**What you are asked to do:**
Please write out all of the records below exactly as they appear.

**Information:**
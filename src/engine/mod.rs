//! The viewer engine: GPU context, scene, camera and render passes tied
//! together behind one explicit application context.

pub mod command;
mod input;
mod loading;
mod options;

pub use command::ViewerCommand;
pub use input::FramingChoice;

use crate::camera::controller::OrbitController;
use crate::camera::frustum::Frustum;
use crate::error::ViewerError;
use crate::gpu::lighting::{Lighting, LightingUniform};
use crate::gpu::render_context::RenderContext;
use crate::gpu::shader_composer::ShaderComposer;
use crate::gpu::texture::DepthTexture;
use crate::input::InputProcessor;
use crate::options::Options;
use crate::renderer::{BackgroundRenderer, MeshRenderer};
use crate::scene::loader::AssetLoader;
use crate::scene::Scene;
use crate::util::render_loop::RenderLoop;

/// The viewer's application context: owns the GPU, the scene, the camera
/// and every render pass.
///
/// # Construction
///
/// [`ViewerEngine::new`] sets up the surface and pipelines with an empty
/// scene. Request assets with [`load_model`](Self::load_model) and
/// [`load_environment`](Self::load_environment); they load on background
/// threads and are applied by [`poll_loads`](Self::poll_loads), which
/// frames the camera on every newly loaded model.
///
/// # Frame loop
///
/// Each frame, call [`render`](Self::render) to draw and present. Call
/// [`resize`](Self::resize) when the window size changes. Input is
/// forwarded via [`handle_input`](Self::handle_input) and
/// [`handle_key`](Self::handle_key). The loop is over once
/// [`quit_requested`](Self::quit_requested) returns `true`.
pub struct ViewerEngine {
    /// Core wgpu device, queue, and surface.
    pub context: RenderContext,
    /// Orbit camera and its GPU uniform.
    pub camera: OrbitController,
    /// Lighting uniform and environment textures.
    pub lighting: Lighting,
    depth: DepthTexture,
    meshes: MeshRenderer,
    background: BackgroundRenderer,
    /// The model, light and environment being viewed.
    pub scene: Scene,
    loader: AssetLoader,
    input: InputProcessor,
    options: Options,
    framing: FramingChoice,
    /// Frame scheduler and stop state.
    pub render_loop: RenderLoop,
}

impl ViewerEngine {
    /// Create the engine for a window surface of `size` physical pixels.
    ///
    /// # Errors
    ///
    /// [`ViewerError::Gpu`] if the device or surface cannot be set up,
    /// [`ViewerError::Shader`] if a pipeline shader fails to compose.
    pub async fn new(
        window: impl Into<wgpu::SurfaceTarget<'static>>,
        size: (u32, u32),
        options: Options,
    ) -> Result<Self, ViewerError> {
        let context = RenderContext::new(window, size).await?;
        let mut composer = ShaderComposer::new()?;

        let scene = Scene::from_options(&options);
        let camera = OrbitController::new(&context, &options.camera);
        let lighting = Lighting::new(
            &context,
            LightingUniform::new(&scene.light, &options.lighting),
        );
        let (width, height) = context.size();
        let depth = DepthTexture::new(&context.device, width, height);
        let meshes = MeshRenderer::new(
            &context,
            &mut composer,
            &camera.layout,
            &lighting.layout,
        )?;
        let background = BackgroundRenderer::new(
            &context,
            &mut composer,
            &camera.layout,
            &lighting.layout,
        )?;

        Ok(Self {
            context,
            camera,
            lighting,
            depth,
            meshes,
            background,
            scene,
            loader: AssetLoader::new(),
            input: InputProcessor::with_key_bindings(options.keybindings.clone()),
            framing: FramingChoice::from(&options.camera),
            render_loop: RenderLoop::new(options.display.target_fps, None),
            options,
        })
    }

    /// Stop after `frames` presented frames.
    pub fn set_frame_limit(&mut self, frames: Option<u64>) {
        self.render_loop = RenderLoop::new(self.options.display.target_fps, frames);
    }

    /// `true` once a stop condition fired (window close, frame limit,
    /// `Quit`, surface loss).
    #[must_use]
    pub fn quit_requested(&self) -> bool {
        !self.render_loop.is_running()
    }

    /// Reconfigure the surface and depth buffer for a new window size.
    pub fn resize(&mut self, width: u32, height: u32) {
        if width == 0 || height == 0 {
            return;
        }
        self.context.resize(width, height);
        self.depth.resize(&self.context.device, width, height);
        self.camera.state.resize(width, height);
    }

    /// Apply finished loads, then draw and present one frame if the
    /// scheduler says one is due.
    ///
    /// # Errors
    ///
    /// Returns [`wgpu::SurfaceError`] if the swapchain frame cannot be
    /// acquired.
    pub fn render(&mut self) -> Result<(), wgpu::SurfaceError> {
        self.poll_loads();
        if !self.render_loop.begin_frame() {
            return Ok(());
        }

        self.camera
            .update_gpu(&self.context.queue, self.options.display.exposure);
        self.lighting.update_gpu(&self.context.queue);

        let frame = self.context.get_next_frame()?;
        let view = frame
            .texture
            .create_view(&wgpu::TextureViewDescriptor::default());
        let mut encoder = self.context.create_encoder();

        let frustum = Frustum::from_view_projection(self.camera.camera().build_matrix());
        let [r, g, b] = self.scene.background;
        {
            let mut rp = encoder.begin_render_pass(&wgpu::RenderPassDescriptor {
                label: Some("main render pass"),
                color_attachments: &[Some(wgpu::RenderPassColorAttachment {
                    view: &view,
                    resolve_target: None,
                    ops: wgpu::Operations {
                        load: wgpu::LoadOp::Clear(wgpu::Color {
                            r: f64::from(r),
                            g: f64::from(g),
                            b: f64::from(b),
                            a: 1.0,
                        }),
                        store: wgpu::StoreOp::Store,
                    },
                    depth_slice: None,
                })],
                depth_stencil_attachment: Some(wgpu::RenderPassDepthStencilAttachment {
                    view: &self.depth.view,
                    depth_ops: Some(wgpu::Operations {
                        load: wgpu::LoadOp::Clear(1.0),
                        store: wgpu::StoreOp::Store,
                    }),
                    stencil_ops: None,
                }),
                timestamp_writes: None,
                occlusion_query_set: None,
            });

            if self.options.display.environment_as_background {
                self.background
                    .draw(&mut rp, &self.camera.bind_group, &self.lighting.bind_group);
            }
            let drawn = self.meshes.draw(
                &mut rp,
                &self.camera.bind_group,
                &self.lighting.bind_group,
                &frustum,
            );
            log::trace!("drew {drawn}/{} meshes", self.meshes.mesh_count());
        }

        self.context.submit(encoder);
        frame.present();
        self.render_loop.end_frame();
        Ok(())
    }
}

**Completed exercise:**
filename src/engine/mod.rs
//! The viewer engine: GPU context, scene, camera and render passes tied
//! together behind one explicit application context.

pub mod command;
mod input;
mod loading;
mod options;

pub use command::ViewerCommand;
pub use input::FramingChoice;

use crate::camera::controller::OrbitController;
use crate::camera::frustum::Frustum;
use crate::error::ViewerError;
use crate::gpu::lighting::{Lighting, LightingUniform};
use crate::gpu::render_context::RenderContext;
use crate::gpu::shader_composer::ShaderComposer;
use crate::gpu::texture::DepthTexture;
use crate::input::InputProcessor;
use crate::options::Options;
use crate::renderer::{BackgroundRenderer, MeshRenderer};
use crate::scene::loader::AssetLoader;
use crate::scene::Scene;
use crate::util::render_loop::RenderLoop;

/// The viewer's application context: owns the GPU, the scene, the camera
/// and every render pass.
///
/// # Construction
///
/// [`ViewerEngine::new`] sets up the surface and pipelines with an empty
/// scene. Request assets with [`load_model`](Self::load_model) and
/// [`load_environment`](Self::load_environment); they load on background
/// threads and are applied by [`poll_loads`](Self::poll_loads), which
/// frames the camera on every newly loaded model.
///
/// # Frame loop
///
/// Each frame, call [`render`](Self::render) to draw and present. Call
/// [`resize`](Self::resize) when the window size changes. Input is
/// forwarded via [`handle_input`](Self::handle_input) and
/// [`handle_key`](Self::handle_key). The loop is over once
/// [`quit_requested`](Self::quit_requested) returns `true`.
pub struct ViewerEngine {
    /// Core wgpu device, queue, and surface.
    pub context: RenderContext,
    /// Orbit camera and its GPU uniform.
    pub camera: OrbitController,
    /// Lighting uniform and environment textures.
    pub lighting: Lighting,
    depth: DepthTexture,
    meshes: MeshRenderer,
    background: BackgroundRenderer,
    /// The model, light and environment being viewed.
    pub scene: Scene,
    loader: AssetLoader,
    input: InputProcessor,
    options: Options,
    framing: FramingChoice,
    /// Frame scheduler and stop state.
    pub render_loop: RenderLoop,
}

impl ViewerEngine {
    /// Create the engine for a window surface of `size` physical pixels.
    ///
    /// # Errors
    ///
    /// [`ViewerError::Gpu`] if the device or surface cannot be set up,
    /// [`ViewerError::Shader`] if a pipeline shader fails to compose.
    pub async fn new(
        window: impl Into<wgpu::SurfaceTarget<'static>>,
        size: (u32, u32),
        options: Options,
    ) -> Result<Self, ViewerError> {
        let context = RenderContext::new(window, size).await?;
        let mut composer = ShaderComposer::new()?;

        let scene = Scene::from_options(&options);
        let camera = OrbitController::new(&context, &options.camera);
        let lighting = Lighting::new(
            &context,
            LightingUniform::new(&scene.light, &options.lighting),
        );
        let (width, height) = context.size();
        let depth = DepthTexture::new(&context.device, width, height);
        let meshes = MeshRenderer::new(
            &context,
            &mut composer,
            &camera.layout,
            &lighting.layout,
        )?;
        let background = BackgroundRenderer::new(
            &context,
            &mut composer,
            &camera.layout,
            &lighting.layout,
        )?;

        Ok(Self {
            context,
            camera,
            lighting,
            depth,
            meshes,
            background,
            scene,
            loader: AssetLoader::new(),
            input: InputProcessor::with_key_bindings(options.keybindings.clone()),
            framing: FramingChoice::from(&options.camera),
            render_loop: RenderLoop::new(options.display.target_fps, None),
            options,
        })
    }

    /// Stop after `frames` presented frames.
    pub fn set_frame_limit(&mut self, frames: Option<u64>) {
        self.render_loop = RenderLoop::new(self.options.display.target_fps, frames);
    }

    /// `true` once a stop condition fired (window close, frame limit,
    /// `Quit`, surface loss).
    #[must_use]
    pub fn quit_requested(&self) -> bool {
        !self.render_loop.is_running()
    }

    /// Reconfigure the surface and depth buffer for a new window size.
    pub fn resize(&mut self, width: u32, height: u32) {
        if width == 0 || height == 0 {
            return;
        }
        self.context.resize(width, height);
        self.depth.resize(&self.context.device, width, height);
        self.camera.state.resize(width, height);
    }

    /// Apply finished loads, then draw and present one frame if the
    /// scheduler says one is due.
    ///
    /// # Errors
    ///
    /// Returns [`wgpu::SurfaceError`] if the swapchain frame cannot be
    /// acquired.
    pub fn render(&mut self) -> Result<(), wgpu::SurfaceError> {
        self.poll_loads();
        if !self.render_loop.begin_frame() {
            return Ok(());
        }

        self.camera
            .update_gpu(&self.context.queue, self.options.display.exposure);
        self.lighting.update_gpu(&self.context.queue);

        let frame = self.context.get_next_frame()?;
        let view = frame
            .texture
            .create_view(&wgpu::TextureViewDescriptor::default());
        let mut encoder = self.context.create_encoder();

        let frustum = Frustum::from_view_projection(self.camera.camera().build_matrix());
        let [r, g, b] = self.scene.background;
        {
            let mut rp = encoder.begin_render_pass(&wgpu::RenderPassDescriptor {
                label: Some("main render pass"),
                color_attachments: &[Some(wgpu::RenderPassColorAttachment {
                    view: &view,
                    resolve_target: None,
                    ops: wgpu::Operations {
                        load: wgpu::LoadOp::Clear(wgpu::Color {
                            r: f64::from(r),
                            g: f64::from(g),
                            b: f64::from(b),
                            a: 1.0,
                        }),
                        store: wgpu::StoreOp::Store,
                    },
                    depth_slice: None,
                })],
                depth_stencil_attachment: Some(wgpu::RenderPassDepthStencilAttachment {
                    view: &self.depth.view,
                    depth_ops: Some(wgpu::Operations {
                        load: wgpu::LoadOp::Clear(1.0),
                        store: wgpu::StoreOp::Store,
                    }),
                    stencil_ops: None,
                }),
                timestamp_writes: None,
                occlusion_query_set: None,
            });

            if self.options.display.environment_as_background {
                self.background
                    .draw(&mut rp, &self.camera.bind_group, &self.lighting.bind_group);
            }
            let drawn = self.meshes.draw(
                &mut rp,
                &self.camera.bind_group,
                &self.lighting.bind_group,
                &frustum,
            );
            log::trace!("drew {drawn}/{} meshes", self.meshes.mesh_count());
        }

        self.context.submit(encoder);
        frame.present();
        self.render_loop.end_frame();
        Ok(())
    }
}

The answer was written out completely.